Using the listing below, report each line holding the string "PartialEq".

Supplied records:
========================================

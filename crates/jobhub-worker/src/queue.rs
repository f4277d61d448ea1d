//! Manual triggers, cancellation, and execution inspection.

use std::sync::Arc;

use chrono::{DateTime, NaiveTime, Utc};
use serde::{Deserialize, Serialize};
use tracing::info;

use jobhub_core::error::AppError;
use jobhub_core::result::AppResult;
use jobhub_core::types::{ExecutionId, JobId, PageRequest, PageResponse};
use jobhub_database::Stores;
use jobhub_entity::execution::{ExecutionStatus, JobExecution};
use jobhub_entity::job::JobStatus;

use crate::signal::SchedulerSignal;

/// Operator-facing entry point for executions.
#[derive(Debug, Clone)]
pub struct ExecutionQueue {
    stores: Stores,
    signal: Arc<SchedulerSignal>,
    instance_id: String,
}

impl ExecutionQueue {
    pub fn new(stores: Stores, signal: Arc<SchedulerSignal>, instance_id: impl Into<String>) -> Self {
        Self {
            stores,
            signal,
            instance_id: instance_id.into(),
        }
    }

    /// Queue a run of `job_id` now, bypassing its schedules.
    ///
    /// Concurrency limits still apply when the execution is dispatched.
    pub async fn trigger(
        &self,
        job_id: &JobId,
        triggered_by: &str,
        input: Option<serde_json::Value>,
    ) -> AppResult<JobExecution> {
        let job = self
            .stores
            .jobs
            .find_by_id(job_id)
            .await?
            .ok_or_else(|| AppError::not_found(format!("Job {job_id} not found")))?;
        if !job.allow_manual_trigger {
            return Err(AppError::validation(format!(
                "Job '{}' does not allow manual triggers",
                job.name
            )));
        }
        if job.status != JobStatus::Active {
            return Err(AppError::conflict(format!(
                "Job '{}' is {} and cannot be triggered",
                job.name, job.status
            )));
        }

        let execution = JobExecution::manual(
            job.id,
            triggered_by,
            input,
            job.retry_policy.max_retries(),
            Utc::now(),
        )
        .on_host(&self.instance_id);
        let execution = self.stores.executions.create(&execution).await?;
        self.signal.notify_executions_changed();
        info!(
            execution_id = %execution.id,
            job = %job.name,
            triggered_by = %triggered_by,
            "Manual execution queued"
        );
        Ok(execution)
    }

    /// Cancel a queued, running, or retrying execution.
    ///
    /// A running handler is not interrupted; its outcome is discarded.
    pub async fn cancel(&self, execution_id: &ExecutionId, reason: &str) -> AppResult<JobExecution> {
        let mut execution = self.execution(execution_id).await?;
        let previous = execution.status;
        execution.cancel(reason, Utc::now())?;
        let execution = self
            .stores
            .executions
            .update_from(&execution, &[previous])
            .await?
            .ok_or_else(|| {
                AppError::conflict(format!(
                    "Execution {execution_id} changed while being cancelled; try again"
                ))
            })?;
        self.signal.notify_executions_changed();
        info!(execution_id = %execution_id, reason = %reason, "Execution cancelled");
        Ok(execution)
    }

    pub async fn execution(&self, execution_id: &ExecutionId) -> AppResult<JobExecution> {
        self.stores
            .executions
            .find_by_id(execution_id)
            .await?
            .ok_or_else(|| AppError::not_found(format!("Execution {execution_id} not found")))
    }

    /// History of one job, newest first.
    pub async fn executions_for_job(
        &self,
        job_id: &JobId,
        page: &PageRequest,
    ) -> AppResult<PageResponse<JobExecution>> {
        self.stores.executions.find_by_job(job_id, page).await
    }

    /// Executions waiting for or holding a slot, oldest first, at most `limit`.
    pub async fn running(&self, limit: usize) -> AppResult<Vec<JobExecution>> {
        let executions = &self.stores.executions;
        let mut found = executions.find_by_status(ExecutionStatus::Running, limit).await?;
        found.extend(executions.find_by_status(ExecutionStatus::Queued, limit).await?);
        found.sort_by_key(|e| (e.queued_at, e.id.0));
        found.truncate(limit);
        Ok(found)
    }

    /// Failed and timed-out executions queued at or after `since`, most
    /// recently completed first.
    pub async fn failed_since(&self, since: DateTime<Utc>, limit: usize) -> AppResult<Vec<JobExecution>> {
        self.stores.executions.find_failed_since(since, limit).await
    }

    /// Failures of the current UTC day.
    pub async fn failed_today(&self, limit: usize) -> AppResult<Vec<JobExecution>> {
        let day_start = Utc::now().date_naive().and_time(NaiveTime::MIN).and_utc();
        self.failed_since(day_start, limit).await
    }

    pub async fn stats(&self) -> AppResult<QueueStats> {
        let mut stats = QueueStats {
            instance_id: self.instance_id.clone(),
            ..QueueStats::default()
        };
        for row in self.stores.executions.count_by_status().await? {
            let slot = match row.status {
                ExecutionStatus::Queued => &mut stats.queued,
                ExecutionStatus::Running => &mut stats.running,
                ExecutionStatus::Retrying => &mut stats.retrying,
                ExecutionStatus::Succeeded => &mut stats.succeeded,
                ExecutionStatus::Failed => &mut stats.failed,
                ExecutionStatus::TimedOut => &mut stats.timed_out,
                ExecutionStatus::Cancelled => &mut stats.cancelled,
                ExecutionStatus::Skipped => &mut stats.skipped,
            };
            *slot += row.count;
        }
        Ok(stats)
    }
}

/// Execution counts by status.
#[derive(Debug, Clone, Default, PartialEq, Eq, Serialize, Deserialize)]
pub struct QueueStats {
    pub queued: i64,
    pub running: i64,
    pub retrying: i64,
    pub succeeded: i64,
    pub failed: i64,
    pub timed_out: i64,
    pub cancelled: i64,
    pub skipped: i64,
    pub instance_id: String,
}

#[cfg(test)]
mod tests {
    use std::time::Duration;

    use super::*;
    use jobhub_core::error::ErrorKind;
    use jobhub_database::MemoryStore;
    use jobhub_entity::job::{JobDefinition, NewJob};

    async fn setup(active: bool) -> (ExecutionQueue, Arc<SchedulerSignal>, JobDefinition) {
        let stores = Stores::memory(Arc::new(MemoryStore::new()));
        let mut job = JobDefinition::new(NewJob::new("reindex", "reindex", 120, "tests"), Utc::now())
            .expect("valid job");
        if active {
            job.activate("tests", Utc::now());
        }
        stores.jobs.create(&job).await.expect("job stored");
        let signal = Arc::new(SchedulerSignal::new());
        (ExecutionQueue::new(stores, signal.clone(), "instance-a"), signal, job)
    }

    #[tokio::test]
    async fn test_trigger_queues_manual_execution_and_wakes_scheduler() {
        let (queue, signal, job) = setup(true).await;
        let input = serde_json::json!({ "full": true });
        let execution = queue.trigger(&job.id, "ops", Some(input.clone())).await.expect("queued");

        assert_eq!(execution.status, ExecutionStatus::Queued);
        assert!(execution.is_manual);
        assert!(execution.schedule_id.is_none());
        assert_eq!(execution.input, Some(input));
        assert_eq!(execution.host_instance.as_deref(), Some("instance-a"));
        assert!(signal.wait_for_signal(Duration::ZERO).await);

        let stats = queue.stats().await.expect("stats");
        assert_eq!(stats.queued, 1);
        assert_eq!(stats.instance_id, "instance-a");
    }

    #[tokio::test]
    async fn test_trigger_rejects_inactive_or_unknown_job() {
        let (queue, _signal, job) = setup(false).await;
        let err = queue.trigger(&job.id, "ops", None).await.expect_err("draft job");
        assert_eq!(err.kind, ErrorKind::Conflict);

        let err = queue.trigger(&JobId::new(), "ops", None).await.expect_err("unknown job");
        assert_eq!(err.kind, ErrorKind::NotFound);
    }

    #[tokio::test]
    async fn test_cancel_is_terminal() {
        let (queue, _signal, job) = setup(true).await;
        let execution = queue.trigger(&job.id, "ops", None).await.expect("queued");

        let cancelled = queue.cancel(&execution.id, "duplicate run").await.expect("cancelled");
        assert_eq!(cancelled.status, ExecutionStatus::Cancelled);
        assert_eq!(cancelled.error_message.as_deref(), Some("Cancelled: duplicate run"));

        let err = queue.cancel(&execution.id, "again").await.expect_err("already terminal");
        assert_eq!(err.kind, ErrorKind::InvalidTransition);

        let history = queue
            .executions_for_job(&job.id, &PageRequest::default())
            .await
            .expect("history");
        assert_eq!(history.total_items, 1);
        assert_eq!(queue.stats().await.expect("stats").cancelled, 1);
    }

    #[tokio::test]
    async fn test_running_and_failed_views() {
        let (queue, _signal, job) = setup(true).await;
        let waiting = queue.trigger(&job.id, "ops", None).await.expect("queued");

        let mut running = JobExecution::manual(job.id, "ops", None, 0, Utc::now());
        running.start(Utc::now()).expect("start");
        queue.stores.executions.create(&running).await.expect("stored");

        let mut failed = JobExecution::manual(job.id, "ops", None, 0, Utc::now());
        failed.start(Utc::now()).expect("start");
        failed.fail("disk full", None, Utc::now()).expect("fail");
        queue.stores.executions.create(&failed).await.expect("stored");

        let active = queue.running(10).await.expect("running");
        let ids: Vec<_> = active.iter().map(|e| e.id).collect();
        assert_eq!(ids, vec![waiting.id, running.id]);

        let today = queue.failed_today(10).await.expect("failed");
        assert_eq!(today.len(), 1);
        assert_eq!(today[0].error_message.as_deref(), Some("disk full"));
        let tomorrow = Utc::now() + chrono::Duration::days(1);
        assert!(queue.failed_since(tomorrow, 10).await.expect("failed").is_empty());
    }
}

========================================

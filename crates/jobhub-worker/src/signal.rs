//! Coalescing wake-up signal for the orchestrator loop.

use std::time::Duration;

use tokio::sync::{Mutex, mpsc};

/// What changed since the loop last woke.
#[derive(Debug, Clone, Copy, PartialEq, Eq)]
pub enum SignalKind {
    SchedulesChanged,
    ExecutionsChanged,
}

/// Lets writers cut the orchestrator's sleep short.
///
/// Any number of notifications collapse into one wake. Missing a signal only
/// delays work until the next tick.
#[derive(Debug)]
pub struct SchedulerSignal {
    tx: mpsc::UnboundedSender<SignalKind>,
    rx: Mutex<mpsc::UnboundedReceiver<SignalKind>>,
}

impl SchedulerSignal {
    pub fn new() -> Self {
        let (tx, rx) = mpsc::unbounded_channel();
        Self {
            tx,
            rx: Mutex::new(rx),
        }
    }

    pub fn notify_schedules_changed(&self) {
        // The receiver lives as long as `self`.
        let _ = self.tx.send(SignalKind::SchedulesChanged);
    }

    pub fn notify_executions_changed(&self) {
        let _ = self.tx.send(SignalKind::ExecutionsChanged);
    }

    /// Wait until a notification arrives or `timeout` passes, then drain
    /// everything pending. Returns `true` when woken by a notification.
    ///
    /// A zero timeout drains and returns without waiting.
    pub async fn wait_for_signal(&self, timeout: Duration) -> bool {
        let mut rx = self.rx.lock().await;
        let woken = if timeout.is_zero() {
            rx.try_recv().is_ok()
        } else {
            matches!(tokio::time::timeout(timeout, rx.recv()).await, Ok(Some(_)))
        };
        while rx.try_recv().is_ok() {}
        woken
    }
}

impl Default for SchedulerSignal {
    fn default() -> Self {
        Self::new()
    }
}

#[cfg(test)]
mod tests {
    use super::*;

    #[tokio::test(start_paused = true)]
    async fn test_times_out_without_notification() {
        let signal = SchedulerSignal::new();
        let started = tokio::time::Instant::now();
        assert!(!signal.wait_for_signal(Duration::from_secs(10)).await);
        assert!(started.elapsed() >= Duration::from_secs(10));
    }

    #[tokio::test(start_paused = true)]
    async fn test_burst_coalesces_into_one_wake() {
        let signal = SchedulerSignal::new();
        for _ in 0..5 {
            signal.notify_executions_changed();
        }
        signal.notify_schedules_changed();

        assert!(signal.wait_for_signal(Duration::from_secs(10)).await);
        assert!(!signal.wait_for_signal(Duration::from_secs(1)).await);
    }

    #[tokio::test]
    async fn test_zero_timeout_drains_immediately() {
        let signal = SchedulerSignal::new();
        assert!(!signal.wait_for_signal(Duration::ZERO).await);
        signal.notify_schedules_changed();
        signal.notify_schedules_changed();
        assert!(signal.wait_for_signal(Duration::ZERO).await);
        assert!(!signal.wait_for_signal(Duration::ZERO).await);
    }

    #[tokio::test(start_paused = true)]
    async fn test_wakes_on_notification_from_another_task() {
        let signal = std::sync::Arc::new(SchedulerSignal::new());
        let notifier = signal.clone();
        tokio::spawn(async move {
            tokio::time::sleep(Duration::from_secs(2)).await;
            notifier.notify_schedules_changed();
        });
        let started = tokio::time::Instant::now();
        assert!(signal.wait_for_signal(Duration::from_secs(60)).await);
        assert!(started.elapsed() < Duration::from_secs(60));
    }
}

========================================

Completed task:
#[derive(Debug, Clone, Default, PartialEq, Eq, Serialize, Deserialize)]
#[derive(Debug, Clone, Copy, PartialEq, Eq)]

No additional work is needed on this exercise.